GIVEN RECORDS below:

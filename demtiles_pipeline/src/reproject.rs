//! Reprojection of one input into a tile's pixel frame.
//!
//! Inverse mapping: every output pixel center maps through the output
//! affine, the SRS transform and the input's inverse affine to a fractional
//! input pixel, which is sampled bilinearly. No-data propagates strictly:
//! any contributing no-data neighbor poisons the output cell.

use anyhow::Result;
use demtiles_core::{Patch, PixelBBox};
use demtiles_raster::RasterSource;

use crate::InputHandle;

/// Resamples `input` over the crop box of one tile.
///
/// Returns `None` when the input does not actually cover any crop pixel.
/// The returned patch spans exactly `crop_bbox` and uses `out_nodata` as
/// its sentinel. Input values at or below `nodata_threshold` count as
/// no-data.
pub fn reproject_input(
	source: &dyn RasterSource,
	input: &InputHandle,
	output_georef: &demtiles_core::Georef,
	crop_bbox: &PixelBBox,
	out_nodata: f64,
	nodata_threshold: Option<f64>,
) -> Result<Option<Patch>> {
	let width = crop_bbox.width() as usize;
	let height = crop_bbox.height() as usize;

	// Map every crop pixel center into the input's fractional pixel frame.
	let mut points: Vec<(f64, f64)> = Vec::with_capacity(width * height);
	for (x, y) in crop_bbox.iter_pixels() {
		points.push(output_georef.pixel_to_world(x as f64 + 0.5, y as f64 + 0.5));
	}
	input.to_input.transform_points(&mut points)?;
	let samples: Vec<(f64, f64)> = points
		.into_iter()
		.map(|(wx, wy)| input.georef.world_to_pixel(wx, wy))
		.collect();

	// The minimal input rectangle referenced by any bilinear quadruplet.
	let Some(read_bbox) = read_window(&samples, &input.pixel_bbox) else {
		return Ok(None);
	};
	let block = source.read_block(&read_bbox)?;

	let mut patch = Patch::new_nodata(*crop_bbox, out_nodata);
	let mut any_valid = false;
	for (offset, (x, y)) in crop_bbox.iter_pixels().enumerate() {
		let (u, v) = samples[offset];
		if let Some(value) = sample_bilinear(&block, &input.pixel_bbox, u, v, nodata_threshold) {
			patch.set(x, y, value);
			any_valid = true;
		}
	}
	Ok(any_valid.then_some(patch))
}

/// The outward-rounded bound of all bilinear neighbors of the in-range
/// samples, clipped to the input extent. `None` if no sample touches the
/// input.
fn read_window(samples: &[(f64, f64)], input_bbox: &PixelBBox) -> Option<PixelBBox> {
	let mut window: Option<PixelBBox> = None;
	for &(u, v) in samples {
		if !u.is_finite() || !v.is_finite() {
			continue;
		}
		if u < input_bbox.x_min as f64 || u > input_bbox.x_max as f64 || v < input_bbox.y_min as f64 || v > input_bbox.y_max as f64
		{
			continue;
		}
		let i = (u - 0.5).floor() as i64;
		let j = (v - 0.5).floor() as i64;
		let cell = PixelBBox {
			x_min: i,
			y_min: j,
			x_max: i + 2,
			y_max: j + 2,
		};
		window = Some(match window {
			Some(window) => window.union(&cell),
			None => cell,
		});
	}
	let window = window?.intersection(input_bbox);
	(!window.is_empty()).then_some(window)
}

/// Bilinear interpolation at fractional input pixel `(u, v)`, sampling the
/// four surrounding pixel centers. Neighbors with zero weight are ignored,
/// so exact pixel-center hits need only that one pixel; any contributing
/// no-data or out-of-range neighbor yields `None`.
fn sample_bilinear(block: &Patch, input_bbox: &PixelBBox, u: f64, v: f64, nodata_threshold: Option<f64>) -> Option<f64> {
	if u < input_bbox.x_min as f64 || u > input_bbox.x_max as f64 || v < input_bbox.y_min as f64 || v > input_bbox.y_max as f64 {
		return None;
	}

	let fu = u - 0.5;
	let fv = v - 0.5;
	let i = fu.floor() as i64;
	let j = fv.floor() as i64;
	let du = fu - i as f64;
	let dv = fv - j as f64;

	// The four neighbor weights sum to 1 exactly.
	let weights = [
		(i, j, (1.0 - du) * (1.0 - dv)),
		(i + 1, j, du * (1.0 - dv)),
		(i, j + 1, (1.0 - du) * dv),
		(i + 1, j + 1, du * dv),
	];

	let mut sum = 0.0;
	for (x, y, w) in weights {
		if w == 0.0 {
			continue;
		}
		if !block.bbox().contains(x, y) {
			return None;
		}
		let value = block.get(x, y);
		if value == block.nodata() || value.is_nan() || nodata_threshold.is_some_and(|t| value <= t) {
			return None;
		}
		sum += w * value;
	}
	Some(sum)
}

#[cfg(test)]
mod tests {
	use super::*;
	use crate::{MosaicParams, MosaicPlan};
	use approx::assert_abs_diff_eq;
	use demtiles_core::{Georef, Srs, builtin_transform_factory};
	use demtiles_raster::MemoryRaster;

	fn georef(x0: f64, y0: f64, step: f64) -> Georef {
		Georef::from_origin(Srs::new("EPSG:32633"), x0, y0, step, step, -9999.0).unwrap()
	}

	fn plan_for(raster: &MemoryRaster, name: &str) -> MosaicPlan {
		MosaicPlan::new(
			&MosaicParams::default(),
			vec![(name.to_string(), raster.georef().clone(), raster.pixel_bbox())],
			&builtin_transform_factory(),
		)
		.unwrap()
	}

	#[test]
	fn test_identity_reprojection_is_exact() {
		let raster = MemoryRaster::from_fn(georef(0.0, 10.0, 1.0), 10, 10, |x, y| (y * 10 + x) as f64);
		let plan = plan_for(&raster, "a");
		let crop = plan.grid.tiles[0].bbox;

		let patch = reproject_input(&raster, &plan.inputs[0], &plan.grid.georef, &crop, -1.0, None)
			.unwrap()
			.unwrap();

		for (x, y) in crop.iter_pixels() {
			assert_eq!(patch.get(x, y), (y * 10 + x) as f64, "at ({x},{y})");
		}
	}

	#[test]
	fn test_reprojection_covers_crop_margin_with_nodata() {
		let raster = MemoryRaster::filled(georef(0.0, 10.0, 1.0), 10, 10, 50.0);
		let plan = plan_for(&raster, "a");
		let crop = plan.grid.tiles[0].bbox.expanded(5);

		let patch = reproject_input(&raster, &plan.inputs[0], &plan.grid.georef, &crop, -1.0, None)
			.unwrap()
			.unwrap();

		assert_eq!(patch.get(0, 0), 50.0);
		assert_eq!(patch.get(9, 9), 50.0);
		assert!(patch.is_nodata(-1, 0));
		assert!(patch.is_nodata(10, 5));
		assert!(patch.is_nodata(-5, -5));
	}

	#[test]
	fn test_half_resolution_interpolates() {
		// Output at half the input resolution: output pixel centers fall
		// between input pixel centers.
		let raster = MemoryRaster::from_fn(georef(0.0, 4.0, 1.0), 4, 4, |x, _| x as f64 * 10.0);
		let params = MosaicParams {
			target_pixel_size: Some(2.0),
			..MosaicParams::default()
		};
		let plan = MosaicPlan::new(
			&params,
			vec![("a".to_string(), raster.georef().clone(), raster.pixel_bbox())],
			&builtin_transform_factory(),
		)
		.unwrap();
		let crop = plan.grid.tiles[0].bbox;

		let patch = reproject_input(&raster, &plan.inputs[0], &plan.grid.georef, &crop, -1.0, None)
			.unwrap()
			.unwrap();

		// Output pixel (0,0) center = world (1,3) = input pixel (1.0, 1.0),
		// between input columns 0 and 1: (0 + 10) / 2.
		assert_abs_diff_eq!(patch.get(0, 0), 5.0);
		// Output pixel (1,0) center = world (3,3): between columns 2 and 3.
		assert_abs_diff_eq!(patch.get(1, 0), 25.0);
	}

	#[test]
	fn test_nodata_propagates_strictly() {
		let mut raster = MemoryRaster::filled(georef(0.0, 4.0, 1.0), 4, 4, 100.0);
		raster.set(1, 1, -9999.0);
		// Shift the output grid half a pixel so every output center sits
		// between four input centers.
		let params = MosaicParams {
			target_window: Some(demtiles_core::WorldBBox::new(0.5, 0.0, 3.5, 3.5).unwrap()),
			..MosaicParams::default()
		};
		let plan = MosaicPlan::new(
			&params,
			vec![("a".to_string(), raster.georef().clone(), raster.pixel_bbox())],
			&builtin_transform_factory(),
		)
		.unwrap();
		let crop = plan.grid.tiles[0].bbox;
		let patch = reproject_input(&raster, &plan.inputs[0], &plan.grid.georef, &crop, -1.0, None)
			.unwrap()
			.unwrap();

		// Output cells whose bilinear stencil touches input (1,1) are nodata.
		assert!(patch.is_nodata(0, 0));
		assert!(patch.is_nodata(1, 0));
		assert!(patch.is_nodata(0, 1));
		assert!(patch.is_nodata(1, 1));
		// Cells away from the hole keep their value.
		assert_eq!(patch.get(2, 2), 100.0);
	}

	#[test]
	fn test_nodata_threshold() {
		let raster = MemoryRaster::from_fn(georef(0.0, 4.0, 1.0), 4, 4, |x, _| if x < 2 { -100.0 } else { 10.0 });
		let plan = plan_for(&raster, "a");
		let crop = plan.grid.tiles[0].bbox;
		let patch = reproject_input(&raster, &plan.inputs[0], &plan.grid.georef, &crop, -1.0, Some(-50.0))
			.unwrap()
			.unwrap();
		assert!(patch.is_nodata(0, 0));
		assert!(patch.is_nodata(1, 3));
		assert_eq!(patch.get(2, 0), 10.0);
	}

	#[test]
	fn test_disjoint_input_returns_none() {
		let raster = MemoryRaster::filled(georef(0.0, 10.0, 1.0), 10, 10, 1.0);
		let plan = plan_for(&raster, "a");
		// A crop box far outside the input.
		let crop = PixelBBox::new(1000, 1000, 1010, 1010).unwrap();
		let result = reproject_input(&raster, &plan.inputs[0], &plan.grid.georef, &crop, -1.0, None).unwrap();
		assert!(result.is_none());
	}
}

End of GIVEN RECORDS.

THE TASK | Return word for word the line with "assert!(patch.is_nodata(1, 3));" and every line after it through the end of the records above.

RESPONSE TO THE EXERCISE |
		assert!(patch.is_nodata(1, 3));
		assert_eq!(patch.get(2, 0), 10.0);
	}

	#[test]
	fn test_disjoint_input_returns_none() {
		let raster = MemoryRaster::filled(georef(0.0, 10.0, 1.0), 10, 10, 1.0);
		let plan = plan_for(&raster, "a");
		// A crop box far outside the input.
		let crop = PixelBBox::new(1000, 1000, 1010, 1010).unwrap();
		let result = reproject_input(&raster, &plan.inputs[0], &plan.grid.georef, &crop, -1.0, None).unwrap();
		assert!(result.is_none());
	}
}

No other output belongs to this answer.